Monday, October 21, 2013

Fund raising...

I wouldn't normally do this but I want to hijack my own blog entry for the purposes of blatant  and shameless self promotion!
Before you think I have lost the plot though, can I add that it is all in the cause of raising some much needed funds for medical research.

I have produced some posters to try and raise funds for the Alzheimer's Society. Alzheimer's and Dementia affect a huge proportion of our population and need our support. Recent developments in attempting to halt the degeneration of brain cells are promising, but more research is needed and that requires funding.
If you think you can help, please head over to my FOR SALE PAGE for full details...

On with my late October update to the blog then...

I will start with another photo of a caterpillar that I featured a couple of entries ago, the looper, that I now know to be the larva of an early thorn moth...

Firstly, what a great pose? But anyway, the reason I have added this is because I have been reading a little more about these creatures and it seems that being considered to be the best twig mimic of all, is not the whole story.

No, research now shows that they don't just rely on looking like a twig. Apparently the disguise works best where twigs are common, it seems to fool most birds more often and so during the day they will position themselves where there are lots of natural twigs, even if it means missing out on feeding.
They then move to the leaves under cover of night, where they then feed in relative safety.

It also seems to work best if the position themselves where there aren't too many others caterpillars doing the same thing as the birds do see the larvae but don't seem to find the extra effort involved in determining whether or not it is actually food worthwhile but if there are rich pickings to be had, they will then persevere.

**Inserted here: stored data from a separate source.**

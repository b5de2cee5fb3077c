//! The synchronous harness.

use crate::config::HarnessConfig;
use crate::core::{BodyResult, Outcome, PhaseTracker, UnitPhase};
use crate::errors::{capture, FailureKind};
use crate::observability::PhaseTimer;
use crate::postprocess::{PostProcessor, PostProcessorChain, TransactionManager, TransactionalPostProcessor};
use crate::report::{DiagnosticReport, NoOpReportSink, ReportSink};
use crate::unit::{BodyFn, SetupFn, UnitContext, UnitOfWork};
use std::any::Any;
use std::panic::{self, AssertUnwindSafe};
use std::sync::Arc;
use tracing::{debug, error, info_span, warn};

/// Runs units of work and reports on them.
///
/// Setup failures short-circuit the body, the recorded outcome is never
/// overwritten, and post-processing faults only ever land in the report as
/// secondary faults.
pub struct FailureCapturingHarness {
    config: HarnessConfig,
    chain: PostProcessorChain,
    sink: Arc<dyn ReportSink>,
}

impl FailureCapturingHarness {
    /// Creates a harness with no post-processors and a no-op sink.
    #[must_use]
    pub fn new(config: HarnessConfig) -> Self {
        Self {
            config,
            chain: PostProcessorChain::new(),
            sink: Arc::new(NoOpReportSink),
        }
    }

    /// Adds a post-processor.
    #[must_use]
    pub fn with_post_processor(mut self, processor: Arc<dyn PostProcessor>) -> Self {
        self.chain.add(processor);
        self
    }

    /// Wraps every unit in a transaction from `manager`, using the configured
    /// default mode for untagged units.
    #[must_use]
    pub fn with_transactions(self, manager: Arc<dyn TransactionManager>) -> Self {
        let mode = self.config.default_transaction_mode;
        self.with_post_processor(Arc::new(TransactionalPostProcessor::new(manager, mode)))
    }

    /// Sets the report sink.
    #[must_use]
    pub fn with_sink(mut self, sink: Arc<dyn ReportSink>) -> Self {
        self.sink = sink;
        self
    }

    /// Returns the configuration.
    #[must_use]
    pub fn config(&self) -> &HarnessConfig {
        &self.config
    }

    /// Runs one unit to a terminal state and reports on it.
    pub fn run<F>(&self, unit: UnitOfWork<F>) -> DiagnosticReport {
        let (ctx, setup, body) = unit.into_parts();
        let span = info_span!("unit", unit_id = ctx.unit_id(), run_id = %ctx.run_id());
        let _guard = span.enter();

        let outcome = match panic::catch_unwind(AssertUnwindSafe(|| self.execute(&ctx, setup, body))) {
            Ok(outcome) => outcome,
            Err(payload) => self.release_and_resume(&ctx, payload),
        };
        self.finish(&ctx, outcome)
    }

    fn execute<F>(&self, ctx: &UnitContext, setup: SetupFn<F>, body: BodyFn<F>) -> Outcome {
        let mut phases = PhaseTracker::new(ctx.unit_id());
        transition(&mut phases, UnitPhase::SettingUp);

        let timer = PhaseTimer::start(UnitPhase::SettingUp);
        let fixture = self
            .chain
            .run_before(ctx)
            .and_then(|()| capture(FailureKind::Setup, self.config.capture_panics, setup));
        let fixture = match fixture {
            Ok(fixture) => fixture,
            Err(cause) => {
                transition(&mut phases, UnitPhase::SetupFailed);
                warn!(duration_ms = timer.finish(), cause = %cause.message, "Setup failed; body skipped");
                return Outcome::SetupFailed { cause };
            }
        };
        debug!(duration_ms = timer.finish(), "Setup completed");

        transition(&mut phases, UnitPhase::BodyRunning);
        let timer = PhaseTimer::start(UnitPhase::BodyRunning);
        let result = match capture(FailureKind::Body, self.config.capture_panics, move || body(fixture)) {
            Ok(value) => BodyResult::Returned(value),
            Err(failure) => BodyResult::Failed(failure),
        };
        transition(&mut phases, UnitPhase::Completed);
        debug!(duration_ms = timer.finish(), passed = result.is_ok(), "Body completed");

        Outcome::Completed { result }
    }

    /// Post-processes a terminal outcome and publishes the report.
    pub(crate) fn finish(&self, ctx: &UnitContext, outcome: Outcome) -> DiagnosticReport {
        let output = self.chain.run_after(ctx, &outcome);

        let mut report = DiagnosticReport::new(ctx.unit_id(), ctx.tags().clone(), outcome);
        for (processor, decision) in output.decisions {
            report.record_decision(processor, decision);
        }
        for fault in output.faults {
            report.push_secondary(fault, self.config.max_secondary_faults);
        }

        if let Err(err) = self.sink.publish(&report) {
            warn!(error = %err, "Report sink rejected report");
        }
        report
    }

    /// Runs post-processing for a unit whose panic escaped capture, then
    /// resumes the panic. No report is produced.
    pub(crate) fn release_and_resume(&self, ctx: &UnitContext, payload: Box<dyn Any + Send>) -> ! {
        error!("Unit panicked with capture disabled; releasing post-processing before unwinding");
        let output = self.chain.run_after(ctx, &Outcome::NotRun);
        for (processor, decision) in &output.decisions {
            debug!(processor = %processor, action = %decision.action, "Decision taken while unwinding");
        }
        panic::resume_unwind(payload)
    }

    pub(crate) fn chain(&self) -> &PostProcessorChain {
        &self.chain
    }
}

pub(crate) fn transition(phases: &mut PhaseTracker, next: UnitPhase) {
    if let Err(err) = phases.advance(next) {
        error!(error = %err, "Lifecycle bookkeeping out of order");
    }
}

I was out recently on a rather dull day after rain and the flash was causing me all kinds of problems with water reflection and so decided to opt for natural light on these next pictures...

I think this large wasp is probably an Ichneumon and possibly Coelichneumon sp? There are several similar and so I can't be sure.
Not how most folks imagine a wasp to look but wasp it is.

Another surprise on this dull day was how many crickets were around on the low vegetation. I counted up to twenty of the species pictured here and then gave up, there were lots more, both male and female...

Roesel's Bush Cricket (male)

Incidentally, if you are wondering why Roesel's ? It was named after a German entomologist. I think we in the south east corner of the U.K. were the first to see this species and today the most prolific population is still to be found here, although it has spread north at quite a rate in recent years and can now be found in many other areas.

I also found this cool little leafhopper whilst out wandering the local countryside, I think this might be Idiocerus vittifrons but they are extremely difficult to tell apart...

The same goes regarding being confident over identity of this plant bug as well. I wouldn't want to go further than suggest Lygus species...

Green shieldbugs are still evident as both adults and the occasional nymph, although I have yet to find any in their winter coats (brown.)


Spiders then! I just love these little jumping spiders, they are such characters and quite feisty. They have great vision with those two large front eyes and if you take a close look at them, you will often see them turning to get a better view of you as you do so...

This one has me stumped for now regards a confirmed identity but it was very small at no more than around 2mm and has those white palps. It is a female but that's all I can say at present.

The spider photo above shows Araneus diadematus, the garden, or cross spider that is most often seen at this time of year but below is a variation, Araneus quadratus. Araneus being Latin for spider and quadratus meaning square, referring to the four prominent spots on the abdomen...

The background can be quite variable in colour ranging from orange-red to light yellow-green. This coloration can change, perhaps responding to humidity levels (greenish if moist, tending towards red if drier). 

Besides the omnipresent spiders, I am still finding tortoise bugs locally...

Of course sometimes when the weather is really bad and there are few bugs to be found anywhere, the unexpected still turns up. That's what happened the other day when it rained hard and I didn't even bother taking the camera when I went out. In fact, I didn't need to this day-the next photo was taken through the patio window...

That's right, a slug! Well on bad weather days you have to take advantage of whatever is offered right?


Back in the summer (by the way, this is leading into another of those, what's happening here pictures)...I saw something spilling from what I think may have been a fleabane flower, anyhow, a bright yellow daisy-like flower and this is the photograph...

And so this is my question-is this nectar? If so....why did if feel solid/hard to the touch? It was quite hard.

I'll leave you with that thought until the next time....

Thanks in advance to anyone who feels they can help with my fund raising posters.


  1. Blimey!! Slow down with the mysteries will you!!! I haven't yet deciphered the last two! Lol!
    Fascinating that the 'froth' is hard to the touch... I reckon it's some sort of Invert's work! Needs further investigation.

    Another cracking blog and stunning pics too! I'm going to have to get looking for this blooming Tortoise bug when I'm next in Kent!! Don't see why you should have them all! ;-)

    Reckon the Lygus is most likely L. rugulipennis. That's all I'm finding here!

    Love the slug! :-)


    1. Thanks for your continued interest Maria. You are thinking along the same lines a me regards the 'froth'

  2. Outstanding macro images,loved every shot.

    1. Thank-you John, appreciate you taking time to comment in such an enthusiastic manner.